He whimpered praises into the crook of your neck as he feels you clench around him. If he were to describe the feeling of being inside you he would say it feels like heaven.
"Sato—ngh we're gonna get caught.." you moaned as he pinches your erected nipples. "Shh don't worry I'll—fucksotight make sure we dont 'kay?" He presses a reassuring kiss to your neck.
You only let out a breathy 'okay' and look around the surroundings slowly relaxing and forgetting your worries.
"That's right baby. J's focus on me hm?" He groans feeling his balls tighten knowing that he's nearing his release. "Fuck right there! Y-yes! Ngh" You feel him hit your g-spot relentlessly making you feel dizzy.
"Fuck!" He spills himself into your tight hole. Some even leaking out of you but he scoops them back in.
"Hey Gojo you might wanna check this out." The door opens interrupting your staring contests. You both look at the door before looking at each other's eyes in panic.
Crap.
𝐆𝐄𝐓𝐎 [disneyland bathroom]
Disneyland.
The happiest place in the world.
They have amazing food, their cute merchandise that'll hurt your wallet, and their rudes that go hard. But do you know what else is hard?
The way Suguru is fucking you in the bathroom stall.
Your other leg was lifted up, foot pressed against the wall as he fucks you like a starved wolf. "Suguru!! holy shi—mmph" he covers your mouth with his huge hand just in case someone's out there. "Shh you dont want us to get caught do you, princess?" He bites the tip of your ear and fondled with your breast.

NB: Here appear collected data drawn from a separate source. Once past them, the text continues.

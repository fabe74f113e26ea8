// Copyright (C) 2026 Fred Clausen
// Use of this source code is governed by an MIT-style
// license that can be found in the LICENSE file or at
// https://opensource.org/licenses/MIT.

#![deny(
    clippy::pedantic,
    clippy::cargo,
    clippy::nursery,
    clippy::style,
    clippy::correctness,
    clippy::all
)]
#![allow(clippy::multiple_crate_versions)]

mod report;
mod sample_data;

use clap::{Parser, ValueEnum};
use painel::{DEFAULT_YEAR, FilterCommand, FilterUpdate};
use painel_api::{
    ApiError, Dashboard, DashboardSnapshot, OrdersTableQuery, RecordStore, TablePage,
    parse_facet_toggle, parse_on_time_status, validate_year,
};
use painel_domain::Order;
use serde::Serialize;
use tracing::{error, info};

use crate::report::render_text;
use crate::sample_data::{DEFAULT_ORDER_COUNT, SampleData, generate};

/// Painel de Pedidos - order dashboard over generated sample records
#[derive(Parser, Debug)]
#[command(author, version, about, long_about = None)]
struct Args {
    /// Seed for the sample record generator
    #[arg(long, default_value_t = 42)]
    seed: u64,

    /// Number of sample orders to generate
    #[arg(long, default_value_t = DEFAULT_ORDER_COUNT)]
    orders: usize,

    /// Selected year (2020-2030)
    #[arg(long, default_value_t = DEFAULT_YEAR)]
    year: u16,

    /// Delivery month to toggle, e.g. `março` (repeatable)
    #[arg(long = "month")]
    months: Vec<String>,

    /// Region to toggle, e.g. `Sul` (repeatable)
    #[arg(long = "region")]
    regions: Vec<String>,

    /// State code to toggle, e.g. `PR` (repeatable)
    #[arg(long = "state")]
    states: Vec<String>,

    /// Modality to toggle, e.g. `AÉREO` (repeatable)
    #[arg(long = "modality")]
    modalities: Vec<String>,

    /// Service type to toggle, e.g. `COLETA` (repeatable)
    #[arg(long = "service-type")]
    service_types: Vec<String>,

    /// On-time selector: all, noPrazo or foraPrazo
    #[arg(long, default_value = "all")]
    prazo: String,

    /// Search text for the orders table
    #[arg(long, default_value = "")]
    search: String,

    /// Orders table page (1-based)
    #[arg(long, default_value_t = 1)]
    page: usize,

    /// Output format
    #[arg(long, value_enum, default_value_t = OutputFormat::Text)]
    format: OutputFormat,
}

/// How the report is printed.
#[derive(Debug, Clone, Copy, PartialEq, Eq, ValueEnum)]
enum OutputFormat {
    /// Human-readable text.
    Text,
    /// Pretty-printed JSON.
    Json,
}

/// JSON report: the snapshot plus the requested orders table page.
#[derive(Debug, Serialize)]
#[serde(rename_all = "camelCase")]
struct Report<'a> {
    snapshot: DashboardSnapshot,
    orders_table: TablePage<&'a Order>,
}

/// Translates the filter arguments into commands, in argument order.
///
/// # Errors
///
/// Returns an `ApiError` for an out-of-range year or any value outside its
/// facet's enumeration.
fn build_commands(args: &Args) -> Result<Vec<FilterCommand>, ApiError> {
    let mut commands: Vec<FilterCommand> = vec![
        FilterUpdate::Year(validate_year(args.year)?).into(),
        FilterUpdate::OnTimeStatus(parse_on_time_status(&args.prazo)?).into(),
    ];

    let facets: [(&str, &Vec<String>); 5] = [
        ("months", &args.months),
        ("regions", &args.regions),
        ("states", &args.states),
        ("modalities", &args.modalities),
        ("serviceTypes", &args.service_types),
    ];
    for (facet, values) in facets {
        for value in values {
            commands.push(parse_facet_toggle(facet, value)?.into());
        }
    }

    Ok(commands)
}

/// Generates the sample records and loads them into a validated store.
///
/// # Errors
///
/// Returns an error if a sample delivery date cannot be built or the records
/// fail validation. Either failure is logged before it is returned.
fn load_records(seed: u64, order_count: usize) -> Result<RecordStore, Box<dyn std::error::Error>> {
    info!(seed, orders = order_count, "Generating sample records");
    let sample: SampleData = generate(seed, order_count).inspect_err(|err| {
        error!(error = %err, "Failed to generate sample records");
    })?;
    Ok(RecordStore::new(sample.orders, sample.items).inspect_err(|err| {
        error!(error = %err, "Rejected sample records");
    })?)
}

fn main() -> Result<(), Box<dyn std::error::Error>> {
    // Parse command-line arguments
    let args: Args = Args::parse();

    // Initialize tracing
    tracing_subscriber::fmt()
        .with_env_filter(
            tracing_subscriber::EnvFilter::try_from_default_env()
                .unwrap_or_else(|_| tracing_subscriber::EnvFilter::new("info")),
        )
        .with_writer(std::io::stderr)
        .init();

    let mut dashboard: Dashboard = Dashboard::new(load_records(args.seed, args.orders)?);

    let commands: Vec<FilterCommand> = build_commands(&args).inspect_err(|err| {
        error!(error = %err, "Rejected filter arguments");
    })?;
    for command in commands {
        dashboard.dispatch(command);
    }

    let query: OrdersTableQuery = OrdersTableQuery {
        search: args.search.clone(),
        page: args.page,
        ..OrdersTableQuery::default()
    };
    let snapshot: DashboardSnapshot = dashboard.snapshot();
    let orders_table: TablePage<&Order> = dashboard.orders_table(&query);

    match args.format {
        OutputFormat::Text => print!("{}", render_text(&snapshot, &orders_table)?),
        OutputFormat::Json => {
            let report: Report<'_> = Report {
                snapshot,
                orders_table,
            };
            println!("{}", serde_json::to_string_pretty(&report)?);
        }
    }

    Ok(())
}
// Copyright (C) 2026 Fred Clausen
// Use of this source code is governed by an MIT-style
// license that can be found in the LICENSE file or at
// https://opensource.org/licenses/MIT.

#![deny(
    clippy::pedantic,
    clippy::cargo,
    clippy::nursery,
    clippy::style,
    clippy::correctness,
    clippy::all
)]

mod dashboard;
mod drilldown;
mod error;
mod parse;
mod request_response;
mod table;
mod views;

#[cfg(test)]
mod tests;

pub use dashboard::{Dashboard, RecordStore};
pub use drilldown::ItemSelection;
pub use error::ApiError;
pub use parse::{parse_facet, parse_facet_toggle, parse_on_time_status, validate_year};
pub use request_response::DashboardSnapshot;
pub use table::{
    ITEMS_PAGE_SIZE, ItemSortField, ItemsTableQuery, ORDERS_PAGE_SIZE, OrderSortField,
    OrdersTableQuery, SortDirection, TablePage, TableSort, page_strict, paginate,
    query_items_table, query_orders_table,
};
pub use views::{
    BarChartEntry, CardTone, GaugeView, LATE_ALERT_THRESHOLD, MapView, MetricCard,
    ON_TIME_TARGET, StateShade, bar_chart, gauge, map_view, metric_cards, region_chart,
};
// Copyright (C) 2026 Fred Clausen
// Use of this source code is governed by an MIT-style
// license that can be found in the LICENSE file or at
// https://opensource.org/licenses/MIT.

//! Test module for the API crate.

#![allow(clippy::expect_used, clippy::unwrap_used, clippy::float_cmp)]

mod helpers;
mod views_tests;
// Copyright (C) 2026 Fred Clausen
// Use of this source code is governed by an MIT-style
// license that can be found in the LICENSE file or at
// https://opensource.org/licenses/MIT.

//! Brazilian macro-regions and state codes.
//!
//! The five regions partition the 27 federative units: every state belongs to
//! exactly one region. Both directions of the mapping are fixed tables.

use crate::error::DomainError;
use serde::{Deserialize, Serialize};
use std::str::FromStr;

/// One of the five Brazilian macro-regions.
///
/// Declaration order is the display order used by the region distribution.
#[derive(Debug, Clone, Copy, PartialEq, Eq, Hash, PartialOrd, Ord, Serialize, Deserialize)]
pub enum Region {
    /// Southeast.
    Sudeste,
    /// Northeast.
    Nordeste,
    /// South.
    Sul,
    /// Center-West.
    #[serde(rename = "Centro-Oeste")]
    CentroOeste,
    /// North.
    Norte,
}

impl Region {
    /// All regions in display order.
    pub const ALL: [Self; 5] = [
        Self::Sudeste,
        Self::Nordeste,
        Self::Sul,
        Self::CentroOeste,
        Self::Norte,
    ];

    /// Returns the pt-BR display label.
    #[must_use]
    pub const fn as_str(&self) -> &'static str {
        match self {
            Self::Sudeste => "Sudeste",
            Self::Nordeste => "Nordeste",
            Self::Sul => "Sul",
            Self::CentroOeste => "Centro-Oeste",
            Self::Norte => "Norte",
        }
    }

    /// Returns the states owned by this region.
    #[must_use]
    pub const fn states(&self) -> &'static [StateCode] {
        match self {
            Self::Sudeste => &[StateCode::SP, StateCode::RJ, StateCode::MG, StateCode::ES],
            Self::Nordeste => &[
                StateCode::BA,
                StateCode::PE,
                StateCode::CE,
                StateCode::MA,
                StateCode::PB,
                StateCode::RN,
                StateCode::AL,
                StateCode::SE,
                StateCode::PI,
            ],
            Self::Sul => &[StateCode::PR, StateCode::SC, StateCode::RS],
            Self::CentroOeste => &[StateCode::GO, StateCode::MT, StateCode::MS, StateCode::DF],
            Self::Norte => &[
                StateCode::AM,
                StateCode::PA,
                StateCode::AC,
                StateCode::RO,
                StateCode::RR,
                StateCode::AP,
                StateCode::TO,
            ],
        }
    }

    /// Checks whether the given state belongs to this region.
    #[must_use]
    pub fn contains(&self, state: StateCode) -> bool {
        state.region() == *self
    }
}

impl FromStr for Region {
    type Err = DomainError;

    fn from_str(s: &str) -> Result<Self, Self::Err> {
        Self::ALL
            .into_iter()
            .find(|r| r.as_str().eq_ignore_ascii_case(s.trim()))
            .ok_or_else(|| DomainError::UnknownRegion(s.to_string()))
    }
}

impl std::fmt::Display for Region {
    fn fmt(&self, f: &mut std::fmt::Formatter<'_>) -> std::fmt::Result {
        write!(f, "{}", self.as_str())
    }
}

/// A two-letter Brazilian state (UF) code.
///
/// Declared alphabetically so that ordered maps keyed by state read naturally.
#[allow(clippy::upper_case_acronyms)]
#[derive(Debug, Clone, Copy, PartialEq, Eq, Hash, PartialOrd, Ord, Serialize, Deserialize)]
pub enum StateCode {
    AC,
    AL,
    AM,
    AP,
    BA,
    CE,
    DF,
    ES,
    GO,
    MA,
    MG,
    MS,
    MT,
    PA,
    PB,
    PE,
    PI,
    PR,
    RJ,
    RN,
    RO,
    RR,
    RS,
    SC,
    SE,
    SP,
    TO,
}

impl StateCode {
    /// All 27 state codes in alphabetical order.
    pub const ALL: [Self; 27] = [
        Self::AC,
        Self::AL,
        Self::AM,
        Self::AP,
        Self::BA,
        Self::CE,
        Self::DF,
        Self::ES,
        Self::GO,
        Self::MA,
        Self::MG,
        Self::MS,
        Self::MT,
        Self::PA,
        Self::PB,
        Self::PE,
        Self::PI,
        Self::PR,
        Self::RJ,
        Self::RN,
        Self::RO,
        Self::RR,
        Self::RS,
        Self::SC,
        Self::SE,
        Self::SP,
        Self::TO,
    ];

    /// Returns the two-letter code.
    #[must_use]
    pub const fn as_str(&self) -> &'static str {
        match self {
            Self::AC => "AC",
            Self::AL => "AL",
            Self::AM => "AM",
            Self::AP => "AP",
            Self::BA => "BA",
            Self::CE => "CE",
            Self::DF => "DF",
            Self::ES => "ES",
            Self::GO => "GO",
            Self::MA => "MA",
            Self::MG => "MG",
            Self::MS => "MS",
            Self::MT => "MT",
            Self::PA => "PA",
            Self::PB => "PB",
            Self::PE => "PE",
            Self::PI => "PI",
            Self::PR => "PR",
            Self::RJ => "RJ",
            Self::RN => "RN",
            Self::RO => "RO",
            Self::RR => "RR",
            Self::RS => "RS",
            Self::SC => "SC",
            Self::SE => "SE",
            Self::SP => "SP",
            Self::TO => "TO",
        }
    }

    /// Returns the full state name, as shown on the map tooltip.
    #[must_use]
    pub const fn name(&self) -> &'static str {
        match self {
            Self::AC => "Acre",
            Self::AL => "Alagoas",
            Self::AM => "Amazonas",
            Self::AP => "Amapá",
            Self::BA => "Bahia",
            Self::CE => "Ceará",
            Self::DF => "Distrito Federal",
            Self::ES => "Espírito Santo",
            Self::GO => "Goiás",
            Self::MA => "Maranhão",
            Self::MG => "Minas Gerais",
            Self::MS => "Mato Grosso do Sul",
            Self::MT => "Mato Grosso",
            Self::PA => "Pará",
            Self::PB => "Paraíba",
            Self::PE => "Pernambuco",
            Self::PI => "Piauí",
            Self::PR => "Paraná",
            Self::RJ => "Rio de Janeiro",
            Self::RN => "Rio Grande do Norte",
            Self::RO => "Rondônia",
            Self::RR => "Roraima",
            Self::RS => "Rio Grande do Sul",
            Self::SC => "Santa Catarina",
            Self::SE => "Sergipe",
            Self::SP => "São Paulo",
            Self::TO => "Tocantins",
        }
    }

    /// Returns the macro-region that owns this state.
    #[must_use]
    pub const fn region(&self) -> Region {
        match self {
            Self::SP | Self::RJ | Self::MG | Self::ES => Region::Sudeste,
            Self::BA
            | Self::PE
            | Self::CE
            | Self::MA
            | Self::PB
            | Self::RN
            | Self::AL
            | Self::SE
            | Self::PI => Region::Nordeste,
            Self::PR | Self::SC | Self::RS => Region::Sul,
            Self::GO | Self::MT | Self::MS | Self::DF => Region::CentroOeste,
            Self::AM | Self::PA | Self::AC | Self::RO | Self::RR | Self::AP | Self::TO => {
                Region::Norte
            }
        }
    }
}

impl FromStr for StateCode {
    type Err = DomainError;

    fn from_str(s: &str) -> Result<Self, Self::Err> {
        Self::ALL
            .into_iter()
            .find(|uf| uf.as_str().eq_ignore_ascii_case(s.trim()))
            .ok_or_else(|| DomainError::UnknownState(s.to_string()))
    }
}

impl std::fmt::Display for StateCode {
    fn fmt(&self, f: &mut std::fmt::Formatter<'_>) -> std::fmt::Result {
        write!(f, "{}", self.as_str())
    }
}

You let out a muffled whimper as if to say 'no' and he lets go of your mouth, his thumb going down to rub your clit.
"Suguru the—ah girls" you whispered. "Shh. I told you, they're on that Mickey mouse ferris wheel." He reminds you.
He latches on your nipple biting it and pulling it with his mouth making your legs shake. He pounded you hard as if he was trying to collide with you.
Before you know it, he cums deep inside you, thrusting hard and fast as you ride your highs.
"Let's go find them."
𝐍𝐀𝐍𝐀𝐌𝐈 [copy room]
Your legs were spread widely, your juices dripping on the papers as he pounds you hard and fast.
"Kento" you whine, hands tied together by his necktie. "Shh, i know, love i know." He rubs your clit. His balls slapped against your skin, your sounds were music to his ear, your fucked up face was art to him. He lreally loves the way he has you right now.
He grips your hips tight, jackhammering your poor cunt. "Hah Ken—Ah!" You cry out feeling his cock stretch you out. He groans as you clench around him, feeling his pubes tickle your skin.
after a while his balls were getting tighter and tighter, he knew he was cumming. "Can i cum inside you sweetie?" He asks and you nod.
His thrusts were getting sloppy, his eords were getting incoherent, slowly losing himself as he fucked you. With one last thrust he paints your walls white.
"Nanami-San? L/N-San? Are the documents done?"
𝐓𝐎𝐉𝐈 [megumi's classroom]
After pestering him to attend megumi's family day event at the school, you finally convinced him, even managing to make him wear those cringy matching family t-shirts.
While Megumi was out playing with his teachers and classmates, you were riding his thick cock at the teacher's desk.
"Fuck yes! Toji! So good!" You cry out as your pussy hugged his schlong. "Tch quiet down woman." He growled fondling and kneading your breasts as he tried to meet your hips with his.
"Damn it! You're too slow!" In a blink of an eye you were in a mating press, getting bred by this beast with a monster cock. "Ah! Yes! Right there!" You cry out as he folded you.
He spanks your ass with every thrust, balls slapping against your ass before he spills into you cumming as fast as a virgin.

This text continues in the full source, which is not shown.